--- EXTRACTED RECORDS Enclosed Below ---

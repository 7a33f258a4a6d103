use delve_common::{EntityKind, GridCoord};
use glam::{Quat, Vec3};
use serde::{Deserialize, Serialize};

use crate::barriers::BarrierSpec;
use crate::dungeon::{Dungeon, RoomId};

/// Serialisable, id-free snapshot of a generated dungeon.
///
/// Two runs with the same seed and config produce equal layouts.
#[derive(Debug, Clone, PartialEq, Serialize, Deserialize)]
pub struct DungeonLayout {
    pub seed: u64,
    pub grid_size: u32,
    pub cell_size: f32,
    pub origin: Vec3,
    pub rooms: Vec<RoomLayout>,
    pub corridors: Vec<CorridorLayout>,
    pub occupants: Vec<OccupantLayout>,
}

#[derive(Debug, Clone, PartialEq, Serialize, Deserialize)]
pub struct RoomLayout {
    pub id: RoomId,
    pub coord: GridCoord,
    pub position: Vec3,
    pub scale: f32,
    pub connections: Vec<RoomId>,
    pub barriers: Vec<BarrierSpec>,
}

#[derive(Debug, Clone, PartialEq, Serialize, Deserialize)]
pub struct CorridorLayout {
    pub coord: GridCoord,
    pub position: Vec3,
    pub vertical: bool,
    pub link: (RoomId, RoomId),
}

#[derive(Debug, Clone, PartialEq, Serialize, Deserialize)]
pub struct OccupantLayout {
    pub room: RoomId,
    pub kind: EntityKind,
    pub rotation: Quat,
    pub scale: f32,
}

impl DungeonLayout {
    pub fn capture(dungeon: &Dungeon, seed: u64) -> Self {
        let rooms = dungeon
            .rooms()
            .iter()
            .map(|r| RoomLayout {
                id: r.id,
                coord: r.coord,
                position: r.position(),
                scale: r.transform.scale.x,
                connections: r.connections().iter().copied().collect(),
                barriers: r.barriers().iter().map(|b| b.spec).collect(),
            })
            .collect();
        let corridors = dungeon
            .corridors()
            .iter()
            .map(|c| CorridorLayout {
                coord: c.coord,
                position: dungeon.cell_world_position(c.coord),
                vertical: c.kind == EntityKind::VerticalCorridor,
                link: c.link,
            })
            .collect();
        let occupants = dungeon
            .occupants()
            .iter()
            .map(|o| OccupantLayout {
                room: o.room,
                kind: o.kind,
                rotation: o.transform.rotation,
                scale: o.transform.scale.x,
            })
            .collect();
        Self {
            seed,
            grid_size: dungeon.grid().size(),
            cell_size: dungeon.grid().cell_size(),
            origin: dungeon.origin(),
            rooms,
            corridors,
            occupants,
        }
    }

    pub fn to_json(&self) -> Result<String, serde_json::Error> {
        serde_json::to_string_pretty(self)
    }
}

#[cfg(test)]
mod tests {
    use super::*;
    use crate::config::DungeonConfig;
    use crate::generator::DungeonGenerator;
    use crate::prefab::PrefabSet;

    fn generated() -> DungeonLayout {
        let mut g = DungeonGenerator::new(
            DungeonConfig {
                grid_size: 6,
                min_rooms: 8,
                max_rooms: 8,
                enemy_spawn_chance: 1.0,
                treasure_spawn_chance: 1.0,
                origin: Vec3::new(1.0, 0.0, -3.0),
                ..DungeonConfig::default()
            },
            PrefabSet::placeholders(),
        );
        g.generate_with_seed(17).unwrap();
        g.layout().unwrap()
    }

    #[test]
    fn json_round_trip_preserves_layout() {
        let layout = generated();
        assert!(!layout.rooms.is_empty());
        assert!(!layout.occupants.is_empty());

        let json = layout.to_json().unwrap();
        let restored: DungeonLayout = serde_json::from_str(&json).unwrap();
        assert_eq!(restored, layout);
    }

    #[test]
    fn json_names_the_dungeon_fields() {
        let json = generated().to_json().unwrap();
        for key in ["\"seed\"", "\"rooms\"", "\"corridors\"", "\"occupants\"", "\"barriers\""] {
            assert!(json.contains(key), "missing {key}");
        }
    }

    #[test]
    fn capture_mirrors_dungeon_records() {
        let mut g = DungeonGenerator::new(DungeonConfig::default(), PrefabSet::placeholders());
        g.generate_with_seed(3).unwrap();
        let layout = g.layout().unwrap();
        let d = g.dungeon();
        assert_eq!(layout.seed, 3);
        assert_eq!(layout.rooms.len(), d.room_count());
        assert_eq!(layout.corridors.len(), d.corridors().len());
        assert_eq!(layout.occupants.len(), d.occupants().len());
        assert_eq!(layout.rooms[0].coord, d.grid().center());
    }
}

--- End of Enclosed EXTRACTED RECORDS ---

Show all lines in the preceding material that have "struct" in them.

pub struct DungeonLayout {
pub struct RoomLayout {
pub struct CorridorLayout {
pub struct OccupantLayout {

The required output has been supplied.